The answer must be every line below that contains the string "RecordingQueue".

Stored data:
[Start of section]

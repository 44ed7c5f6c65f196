use lambda_runtime::{service_fn, Error, LambdaEvent};
use order_relay_core::config::RelaySettings;
use order_relay_core::contract::ContractError;
use order_relay_core::ids::{OrderIdGenerator, UuidOrderIdGenerator};
use order_relay_lambda::adapters::aws::{
    DynamoOrderTable, SnsNotificationPublisher, SqsMessageQueue,
};
use order_relay_lambda::adapters::order_table::OrderTable;
use order_relay_lambda::adapters::queue::MessageQueue;
use order_relay_lambda::adapters::topic::NotificationPublisher;
use order_relay_lambda::error::RelayError;
use order_relay_lambda::handlers::change::handle_stream_event;
use order_relay_lambda::handlers::gateway::handle_gateway_event;
use order_relay_lambda::handlers::ingress::handle_queue_event;
use serde_json::Value;

const SQS_EVENT_SOURCE: &str = "aws:sqs";
const DYNAMODB_EVENT_SOURCE: &str = "aws:dynamodb";

#[derive(Debug, Clone, Copy, PartialEq, Eq)]
enum EventRoute {
    Queue,
    Stream,
    Gateway,
}

// Topic and queue are only required when an event routes to them.
struct RuntimeDependencies<T, P, Q> {
    settings: RelaySettings,
    table: T,
    publisher: Result<P, ContractError>,
    queue: Result<Q, ContractError>,
}

fn dispatch_event<T, P, Q>(
    event: Value,
    deps: &RuntimeDependencies<T, P, Q>,
    ids: &impl OrderIdGenerator,
) -> Result<Value, Error>
where
    T: OrderTable,
    P: NotificationPublisher,
    Q: MessageQueue,
{
    let route = route_event(&event).map_err(RelayError::Unroutable)?;
    match route {
        EventRoute::Queue => {
            let summary =
                handle_queue_event(event, deps.settings.max_batch_size, &deps.table, ids)?;
            Ok(serde_json::to_value(summary)?)
        }
        EventRoute::Stream => {
            let publisher = deps
                .publisher
                .as_ref()
                .map_err(|error| RelayError::Configuration(error.clone()))?;
            let summary =
                handle_stream_event(event, &deps.settings.payload_attribute, publisher)?;
            Ok(serde_json::to_value(summary)?)
        }
        EventRoute::Gateway => {
            let queue = deps
                .queue
                .as_ref()
                .map_err(|error| RelayError::Configuration(error.clone()))?;
            Ok(serde_json::to_value(handle_gateway_event(event, queue))?)
        }
    }
}

/// Record batches route on every record's `eventSource`, or on the record
/// shape when the source is absent (`dynamodb` for the stream, `body` for the
/// queue). Only events carrying HTTP request fields reach the gateway.
fn route_event(event: &Value) -> Result<EventRoute, String> {
    if let Some(records) = event.get("Records") {
        let records = records
            .as_array()
            .ok_or_else(|| "Records must be an array".to_string())?;
        if records.is_empty() {
            return Ok(EventRoute::Queue);
        }

        let first = record_route(&records[0]);
        return match first {
            Some(route) if records.iter().all(|record| record_route(record) == first) => {
                Ok(route)
            }
            _ => Err("records come from mixed or unknown sources".to_string()),
        };
    }

    if event.get("httpMethod").is_some() || event.get("requestContext").is_some() {
        Ok(EventRoute::Gateway)
    } else {
        Err("event is neither a record batch nor an HTTP request".to_string())
    }
}

fn record_route(record: &Value) -> Option<EventRoute> {
    match record.get("eventSource").and_then(Value::as_str) {
        Some(SQS_EVENT_SOURCE) => Some(EventRoute::Queue),
        Some(DYNAMODB_EVENT_SOURCE) => Some(EventRoute::Stream),
        Some(_) => None,
        None if record.get("dynamodb").is_some() => Some(EventRoute::Stream),
        None if record.get("body").is_some() => Some(EventRoute::Queue),
        None => None,
    }
}

#[tokio::main]
async fn main() -> Result<(), Error> {
    order_relay_lambda::logging::init();

    let settings = RelaySettings::from_env()?;
    let aws_config = aws_config::load_defaults(aws_config::BehaviorVersion::latest()).await;
    let deps = RuntimeDependencies {
        table: DynamoOrderTable::new(
            aws_sdk_dynamodb::Client::new(&aws_config),
            settings.table_name.clone(),
            settings.payload_attribute.clone(),
        ),
        publisher: settings.require_topic_arn().map(|topic_arn| {
            SnsNotificationPublisher::new(aws_sdk_sns::Client::new(&aws_config), topic_arn)
        }),
        queue: settings.require_queue_url().map(|queue_url| {
            SqsMessageQueue::new(aws_sdk_sqs::Client::new(&aws_config), queue_url)
        }),
        settings,
    };
    let deps = &deps;

    lambda_runtime::run(service_fn(move |event: LambdaEvent<Value>| async move {
        dispatch_event(event.payload, deps, &UuidOrderIdGenerator)
    }))
    .await
}

#[cfg(test)]
mod tests {
    use std::sync::Mutex;

    use order_relay_core::contract::OrderRecord;
    use order_relay_core::ids::SequentialOrderIdGenerator;
    use order_relay_core::notification::OrderNotification;
    use serde_json::json;

    use super::*;

    #[derive(Default)]
    struct RecordingTable {
        writes: Mutex<Vec<OrderRecord>>,
    }

    impl OrderTable for RecordingTable {
        fn put_order(&self, record: &OrderRecord) -> Result<(), String> {
            self.writes
                .lock()
                .expect("poisoned mutex")
                .push(record.clone());
            Ok(())
        }
    }

    #[derive(Default)]
    struct RecordingTopic {
        published: Mutex<Vec<OrderNotification>>,
    }

    impl NotificationPublisher for RecordingTopic {
        fn publish(&self, notification: &OrderNotification) -> Result<(), String> {
            self.published
                .lock()
                .expect("poisoned mutex")
                .push(notification.clone());
            Ok(())
        }
    }

    #[derive(Default)]
    struct RecordingQueue {
        messages: Mutex<Vec<String>>,
    }

    impl MessageQueue for RecordingQueue {
        fn send_message(&self, body: &str) -> Result<(), String> {
            self.messages
                .lock()
                .expect("poisoned mutex")
                .push(body.to_string());
            Ok(())
        }
    }

    fn wired_deps() -> RuntimeDependencies<RecordingTable, RecordingTopic, RecordingQueue> {
        RuntimeDependencies {
            settings: RelaySettings::default(),
            table: RecordingTable::default(),
            publisher: Ok(RecordingTopic::default()),
            queue: Ok(RecordingQueue::default()),
        }
    }

    fn unwired_deps() -> RuntimeDependencies<RecordingTable, RecordingTopic, RecordingQueue> {
        let settings = RelaySettings::default();
        RuntimeDependencies {
            publisher: Err(settings.require_topic_arn().expect_err("topic is unset")),
            queue: Err(settings.require_queue_url().expect_err("queue is unset")),
            table: RecordingTable::default(),
            settings,
        }
    }

    #[test]
    fn routes_sqs_batches_to_ingress() {
        let event = json!({
            "Records": [
                {"eventSource": "aws:sqs", "body": "order-42"}
            ]
        });
        assert_eq!(route_event(&event), Ok(EventRoute::Queue));
    }

    #[test]
    fn routes_stream_batches_to_change_relay() {
        let event = json!({
            "Records": [
                {"eventSource": "aws:dynamodb", "eventName": "INSERT", "dynamodb": {}}
            ]
        });
        assert_eq!(route_event(&event), Ok(EventRoute::Stream));
    }

    #[test]
    fn routes_sourceless_records_by_shape() {
        assert_eq!(
            route_event(&json!({"Records": [{"body": "order-42"}]})),
            Ok(EventRoute::Queue)
        );
        assert_eq!(
            route_event(&json!({"Records": [{"eventName": "INSERT", "dynamodb": {}}]})),
            Ok(EventRoute::Stream)
        );
    }

    #[test]
    fn routes_empty_batch_to_ingress() {
        assert_eq!(route_event(&json!({"Records": []})), Ok(EventRoute::Queue));
    }

    #[test]
    fn routes_http_events_to_gateway() {
        let v1 = json!({"httpMethod": "POST", "body": "order-42"});
        let v2 = json!({"requestContext": {"http": {"method": "POST"}}, "body": "order-42"});
        assert_eq!(route_event(&v1), Ok(EventRoute::Gateway));
        assert_eq!(route_event(&v2), Ok(EventRoute::Gateway));
    }

    #[test]
    fn rejects_mixed_and_unknown_shapes() {
        let mixed = json!({
            "Records": [
                {"eventSource": "aws:sqs", "body": "a"},
                {"eventSource": "aws:s3"}
            ]
        });
        assert_eq!(
            route_event(&mixed),
            Err("records come from mixed or unknown sources".to_string())
        );
        assert!(route_event(&json!({"Records": [{"messageId": "m-1"}]})).is_err());
        assert!(route_event(&json!({"body": "order-42"})).is_err());
        assert!(route_event(&json!({"Records": "order-42"})).is_err());
    }

    #[test]
    fn sourceless_queue_event_writes_an_order() {
        let deps = wired_deps();
        let ids = SequentialOrderIdGenerator::new("order");

        let response = dispatch_event(json!({"Records": [{"body": "order-42"}]}), &deps, &ids)
            .expect("dispatch should succeed");

        assert_eq!(response["records_written"], 1);
        assert_eq!(
            *deps.table.writes.lock().expect("poisoned mutex"),
            vec![OrderRecord::new("order-0", "order-42")]
        );
        let queue = deps.queue.as_ref().expect("queue wired");
        assert!(queue.messages.lock().expect("poisoned mutex").is_empty());
    }

    #[test]
    fn mixed_batch_fails_without_side_effects() {
        let deps = wired_deps();
        let ids = SequentialOrderIdGenerator::new("order");

        let error = dispatch_event(
            json!({"Records": [{"body": "a"}, {"eventSource": "aws:s3"}]}),
            &deps,
            &ids,
        )
        .expect_err("mixed batch should fail");

        assert_eq!(
            error.to_string(),
            "unroutable event: records come from mixed or unknown sources"
        );
        assert!(deps.table.writes.lock().expect("poisoned mutex").is_empty());
        let queue = deps.queue.as_ref().expect("queue wired");
        assert!(queue.messages.lock().expect("poisoned mutex").is_empty());
    }

    #[test]
    fn stream_event_without_topic_is_a_configuration_error() {
        let deps = unwired_deps();
        let ids = SequentialOrderIdGenerator::new("order");

        let error = dispatch_event(
            json!({"Records": [{
                "eventSource": "aws:dynamodb",
                "eventName": "INSERT",
                "dynamodb": {"Keys": {"orderID": {"S": "id-1"}}}
            }]}),
            &deps,
            &ids,
        )
        .expect_err("missing topic should fail");

        assert_eq!(error.to_string(), "ORDER_TOPIC_ARN must be configured");
    }

    #[test]
    fn http_event_without_queue_is_a_configuration_error() {
        let deps = unwired_deps();
        let ids = SequentialOrderIdGenerator::new("order");

        let error = dispatch_event(json!({"httpMethod": "POST", "body": "order-42"}), &deps, &ids)
            .expect_err("missing queue should fail");

        assert_eq!(error.to_string(), "ORDER_QUEUE_URL must be configured");
    }

    #[test]
    fn wired_stream_event_publishes() {
        let deps = wired_deps();
        let ids = SequentialOrderIdGenerator::new("order");

        let response = dispatch_event(
            json!({"Records": [{
                "eventSource": "aws:dynamodb",
                "eventName": "INSERT",
                "dynamodb": {"Keys": {"orderID": {"S": "id-1"}}}
            }]}),
            &deps,
            &ids,
        )
        .expect("dispatch should succeed");

        assert_eq!(response["notifications_published"], 1);
        let topic = deps.publisher.as_ref().expect("topic wired");
        assert_eq!(topic.published.lock().expect("poisoned mutex").len(), 1);
    }
}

[End of section]

- **RESULT**:
    struct RecordingQueue {
    impl MessageQueue for RecordingQueue {
    fn wired_deps() -> RuntimeDependencies<RecordingTable, RecordingTopic, RecordingQueue> {
            queue: Ok(RecordingQueue::default()),
    fn unwired_deps() -> RuntimeDependencies<RecordingTable, RecordingTopic, RecordingQueue> {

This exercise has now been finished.